At 12:23 22/01/99 -0800, Elton Ngan wrote:
| We have a two group single scan  design with age as a covariate of no
| interest.
| 
| What is the appropriate design for this analysis?
| 
| The  groups single scan per subject design does not allow for the
| covariate to be enter.
| 
| The Multistudy covariate design does not allow for entry of any
| contrast between the studies.
| 
| The multistudy conditions and covariate design ( 1 condition per study)
| results in the suitable design matrix parameters " 2 conditions +0
| covariate + 1 Block + 1 confound". with the two condition being Study1
| scan 1 and study 2 scan1.
| But when I enter the contrast as -1 1 and 1 ,-1
| I get  F statistics map but the contrast are not enter
| and we get the error message
| 	"Divide by Zero...
| 	... error in .....spm_spm_ui.m
| 	on line 192   if bMCond, nCond = spm_input ([sStudP,'# of conditions?
| 	??? Error evaluating call back string"

At 15:55 22/01/99 -0800, Elton Ngan wrote:
| I probably should have added that we have 18 subjects per group
| (therefore the divide by zero error is not the result of insufficient #
| of scans - 3 parameters, having 2 degrees of freedom, giving 34 residual
| df (36 scans))


Indeed the "Compare groups: 1 scan per subject" design in SPM96 doesn't
offer the option of including a covariate.
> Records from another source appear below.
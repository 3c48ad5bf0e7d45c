// Copyright 2025 Neuraville Inc.
// SPDX-License-Identifier: Apache-2.0

//! # Nimbus - edge sensing node
//!
//! A battery-powered node that wakes, captures a frame, runs a small CNN on
//! an on-chip accelerator, reports the winning class over LoRa and sleeps
//! again. This crate re-exports the workspace members.
//!
//! ## Feature Flags
//!
//! - **`node`** (default): duty-cycle controller and node binary
//! - **`sim`**: host-side simulated board
//! - **`file-logging`**: per-run JSON log files
//!
//! ## Architecture
//!
//! ```text
//! ┌─────────────────────────────────────────────────────────┐
//! │  Numerics: nimbus-neural                                │
//! │  (frames, feature extraction, softmax, classifier)      │
//! └─────────────────────────────────────────────────────────┘
//!                         ↓
//! ┌─────────────────────────────────────────────────────────┐
//! │  Platform: nimbus-hal                                   │
//! │  (camera, accelerator, radio, GPIO, power traits + sim) │
//! └─────────────────────────────────────────────────────────┘
//!                         ↓
//! ┌─────────────────────────────────────────────────────────┐
//! │  Application: nimbus-node                               │
//! │  (device sequencing, duty-cycle state machine)          │
//! └─────────────────────────────────────────────────────────┘
//! ```
//!
//! Configuration (`nimbus-config`) and logging (`nimbus-observability`) are
//! shared by every layer above the numerics.
//!
//! ## Usage
//!
//! ```rust,no_run
//! use nimbus::prelude::*;
//! use nimbus::hal::sim::{SimBoard, SimConfig};
//!
//! let settings = NodeSettings::from_config(&NimbusConfig::default())?;
//! let (peripherals, handles) = SimBoard::build(SimConfig::default());
//! handles.wake.fire();
//!
//! let mut node = DutyCycleController::new(peripherals, settings);
//! let result = node.run_cycles(1)?;
//! println!("class {}", result[0].class_index);
//! # Ok::<(), Box<dyn std::error::Error>>(())
//! ```

pub use nimbus_config as config;
pub use nimbus_hal as hal;
pub use nimbus_neural as neural;
pub use nimbus_observability as observability;

#[cfg(feature = "node")]
pub use nimbus_node as node;

/// Prelude - commonly used types and traits
pub mod prelude {
    pub use crate::config::{load_config, NimbusConfig};
    pub use crate::neural::{
        ClassificationResult, Classifier, FeatureExtractor, FeatureTensor, InputGeometry,
    };

    #[cfg(feature = "node")]
    pub use crate::node::{CycleState, DutyCycleController, NodeError, NodeSettings};
}

#[cfg(test)]
mod tests {
    #[test]
    fn test_facade_imports() {
        use crate::prelude::*;
        let config = NimbusConfig::default();
        assert_eq!(config.model.class_labels.len(), 4);
    }
}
Attempting to use the
"MultiStudy" designs gets you into problems, as you found. In your case the
contrasts you entered are illegal for a normal multi-study design with
repeated measurements, and SPM discards them, leaving you with no contrasts!

You can get round this in two ways: You can edit spm_spm_ui.m to ask you
for covariates, by changing last line of the "DesDefaults" matrix on line
103 (spm_spm_ui.m v1.15.1.2) so that the sixth element (bAskCov) is 1
rather than 0, so the line becomes:
1,      1,      0,      0,      6,      1,      0,      123     ];      %-4

Alternatively (& easier), use the "Single-subject: conditions and
covariates" design. Choose two conditions, corresponding to the two groups.
Read group for "condition" when prompted to enter scans. (Note that the
Compare groups: 1 scan per subject" design is almost the same as using the
"Single-subject: conditions only design, except that the opton of grand
mean scaling by group is offered in the former.)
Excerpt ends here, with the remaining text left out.